» **Study material**

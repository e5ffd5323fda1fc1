use ndarray::ArrayView1;

use crate::activation::floor_zero;
use crate::loss::UnitLoss;

/// Categorical cross-entropy; binary cross-entropy when there are two classes.
///
/// With a one-hot target the sum `-Σ e_c log p_c` keeps only the true class,
/// so each unit costs `-log p[true_class]`, zero floored first.
pub struct CrossEntropyLoss;

impl UnitLoss for CrossEntropyLoss {
    fn unit_loss(&self, probs: ArrayView1<'_, f64>, class: usize) -> f64 {
        -floor_zero(probs[class]).ln()
    }
}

» **Activity**
Copy verbatim, from the listing above, each line from the one containing "use ndarray::ArrayView1;" down to the one containing "With a one-hot", inclusive.

» **Expected output**
use ndarray::ArrayView1;

use crate::activation::floor_zero;
use crate::loss::UnitLoss;

/// Categorical cross-entropy; binary cross-entropy when there are two classes.
///
/// With a one-hot target the sum `-Σ e_c log p_c` keeps only the true class,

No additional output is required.